Maybe. But what's the appeal of smoking after you get through the peer-pressure cool factory known as secondary education? According to the American Lung Association, 90% of smokers started before they turned 21, including our own president. With 800,000 teens becoming addicted to cigarettes annually, it's no wonder that the government believes that restricting flavored cigarettes and marketing that appeals to teens will save lives.

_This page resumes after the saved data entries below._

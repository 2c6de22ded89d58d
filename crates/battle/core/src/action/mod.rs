//! Resolved combat actions.
//!
//! An [`ActionAlgorithm`] is what a battler will do once its queue entry
//! resolves. The set is closed: each variant carries exactly the data the
//! external effect resolver needs, and nothing here computes damage or hit
//! chance.

use crate::state::{BattleContext, BattlerId, EnemyId, Side, SkillId};

/// Target of a skill algorithm.
#[derive(Clone, Copy, Debug, PartialEq, Eq, Hash)]
#[cfg_attr(feature = "serde", derive(serde::Serialize, serde::Deserialize))]
pub enum SkillTarget {
    /// A single battler (including the caster itself).
    Battler(BattlerId),
    /// Every living member of one side.
    Group(Side),
}

/// One resolved action, owned by the battler that will perform it.
///
/// The performing battler (the caster for skills) is the owner and is not
/// repeated in the variant data.
#[derive(Clone, Debug, PartialEq, Eq)]
#[cfg_attr(feature = "serde", derive(serde::Serialize, serde::Deserialize))]
pub enum ActionAlgorithm {
    /// Plain weapon attack. `None` when nobody was standing to be picked.
    Normal { target: Option<BattlerId> },
    /// Two consecutive weapon attacks on the same target.
    NormalDual { target: Option<BattlerId> },
    Defend,
    Observe,
    /// Build up power for the next attack.
    Charge,
    SelfDestruct,
    Escape,
    Skill { skill: SkillId, target: SkillTarget },
    /// Turn the performing enemy into another species.
    Transform { into: EnemyId },
}

/// Discriminant of [`ActionAlgorithm`], for logging and assertions.
#[derive(
    Clone,
    Copy,
    Debug,
    PartialEq,
    Eq,
    Hash,
    strum::Display,
    strum::EnumString,
    strum::AsRefStr,
)]
#[cfg_attr(feature = "serde", derive(serde::Serialize, serde::Deserialize))]
#[strum(serialize_all = "snake_case", ascii_case_insensitive)]
pub enum AlgorithmKind {
    Normal,
    NormalDual,
    Defend,
    Observe,
    Charge,
    SelfDestruct,
    Escape,
    Skill,
    Transform,
}

/// Who an algorithm affects, from the performer's point of view.
#[derive(Clone, Copy, Debug, PartialEq, Eq, Hash)]
pub enum TargetScope {
    /// Only the performer.
    SelfOnly,
    Single(BattlerId),
    Group(Side),
    /// An attack that found no target when it was decided.
    Untargeted,
}

impl ActionAlgorithm {
    pub fn kind(&self) -> AlgorithmKind {
        match self {
            Self::Normal { .. } => AlgorithmKind::Normal,
            Self::NormalDual { .. } => AlgorithmKind::NormalDual,
            Self::Defend => AlgorithmKind::Defend,
            Self::Observe => AlgorithmKind::Observe,
            Self::Charge => AlgorithmKind::Charge,
            Self::SelfDestruct => AlgorithmKind::SelfDestruct,
            Self::Escape => AlgorithmKind::Escape,
            Self::Skill { .. } => AlgorithmKind::Skill,
            Self::Transform { .. } => AlgorithmKind::Transform,
        }
    }

    /// Target scope when performed by `actor`.
    ///
    /// Self-destruct hits the performer's opponents as a group.
    pub fn scope(&self, actor: BattlerId, actor_side: Side) -> TargetScope {
        match *self {
            Self::Normal { target } | Self::NormalDual { target } => {
                target.map_or(TargetScope::Untargeted, TargetScope::Single)
            }
            Self::SelfDestruct => TargetScope::Group(actor_side.opponent()),
            Self::Skill {
                target: SkillTarget::Battler(target),
                ..
            } if target == actor => TargetScope::SelfOnly,
            Self::Skill {
                target: SkillTarget::Battler(target),
                ..
            } => TargetScope::Single(target),
            Self::Skill {
                target: SkillTarget::Group(side),
                ..
            } => TargetScope::Group(side),
            Self::Defend | Self::Observe | Self::Charge | Self::Escape | Self::Transform { .. } => {
                TargetScope::SelfOnly
            }
        }
    }

    /// Expands the scope into the battlers currently affected.
    ///
    /// Group scopes only include living members; a single target is returned
    /// as-is so the resolver can decide how to handle a fallen target.
    pub fn targets(&self, actor: BattlerId, ctx: &BattleContext) -> Vec<BattlerId> {
        let Some(performer) = ctx.battler(actor) else {
            return Vec::new();
        };
        match self.scope(actor, performer.side()) {
            TargetScope::SelfOnly => vec![actor],
            TargetScope::Single(target) => vec![target],
            TargetScope::Group(side) => ctx.side(side).living(ctx.battlers()).collect(),
            TargetScope::Untargeted => Vec::new(),
        }
    }
}

#[cfg(test)]
mod tests {
    use super::*;
    use crate::state::{ActorId, BattlerOrigin, TroopId};

    #[test]
    fn self_targeted_skill_has_self_scope() {
        let skill = ActionAlgorithm::Skill {
            skill: SkillId(7),
            target: SkillTarget::Battler(BattlerId(3)),
        };
        assert_eq!(skill.scope(BattlerId(3), Side::Troop), TargetScope::SelfOnly);
        assert_eq!(
            skill.scope(BattlerId(1), Side::Troop),
            TargetScope::Single(BattlerId(3))
        );
    }

    #[test]
    fn group_targets_skip_fallen_members() {
        let mut ctx = BattleContext::new(TroopId(1), 0);
        let slime = ctx
            .spawn("Slime", BattlerOrigin::Enemy(EnemyId(1)), 10)
            .unwrap();
        let alex = ctx.spawn("Alex", BattlerOrigin::Actor(ActorId(1)), 30).unwrap();
        let brian = ctx.spawn("Brian", BattlerOrigin::Actor(ActorId(2)), 30).unwrap();
        ctx.battler_mut(alex).unwrap().take_damage(30);

        let algorithm = ActionAlgorithm::Skill {
            skill: SkillId(2),
            target: SkillTarget::Group(Side::Party),
        };
        assert_eq!(algorithm.targets(slime, &ctx), vec![brian]);
        assert_eq!(ActionAlgorithm::SelfDestruct.targets(slime, &ctx), vec![brian]);
    }

    #[test]
    fn untargeted_attack_affects_nobody() {
        let mut ctx = BattleContext::new(TroopId(1), 0);
        let slime = ctx
            .spawn("Slime", BattlerOrigin::Enemy(EnemyId(1)), 10)
            .unwrap();

        let attack = ActionAlgorithm::NormalDual { target: None };
        assert_eq!(attack.scope(slime, Side::Troop), TargetScope::Untargeted);
        assert!(attack.targets(slime, &ctx).is_empty());
    }

    #[test]
    fn kind_round_trips_through_str() {
        assert_eq!(AlgorithmKind::SelfDestruct.to_string(), "self_destruct");
        assert_eq!("normal_dual".parse(), Ok(AlgorithmKind::NormalDual));
    }
}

The really interesting (and scary) thing is that cigarettes may actually be more addicting for teenagers than they are for adults. Most teens who have smoked 100 or more cigarettes say that they are unable to quit, and have just as hard a time quitting as people who have smoked all their lives. Teens who think they can just smoke a little when they are young and then give it up later are fooling themselves and are in for a lifetime struggle with addiction.
In addition to this, most researchers agree that teens don't need to smoke 5 or 10 cigarettes a day to get hooked. Even one cigarette can leave teens wanting more, and even occasional smokers can start to get withdrawal symptoms if they try to quit. Although most teens who try just one or two cigarettes don't go on to become smokers, the risk of addiction is very real for anyone who experiments. Studies show that it only takes a day for the brain to remodel itself in response to nicotine - within a day the brain has more nicotine receptors and is more ready for the next drag.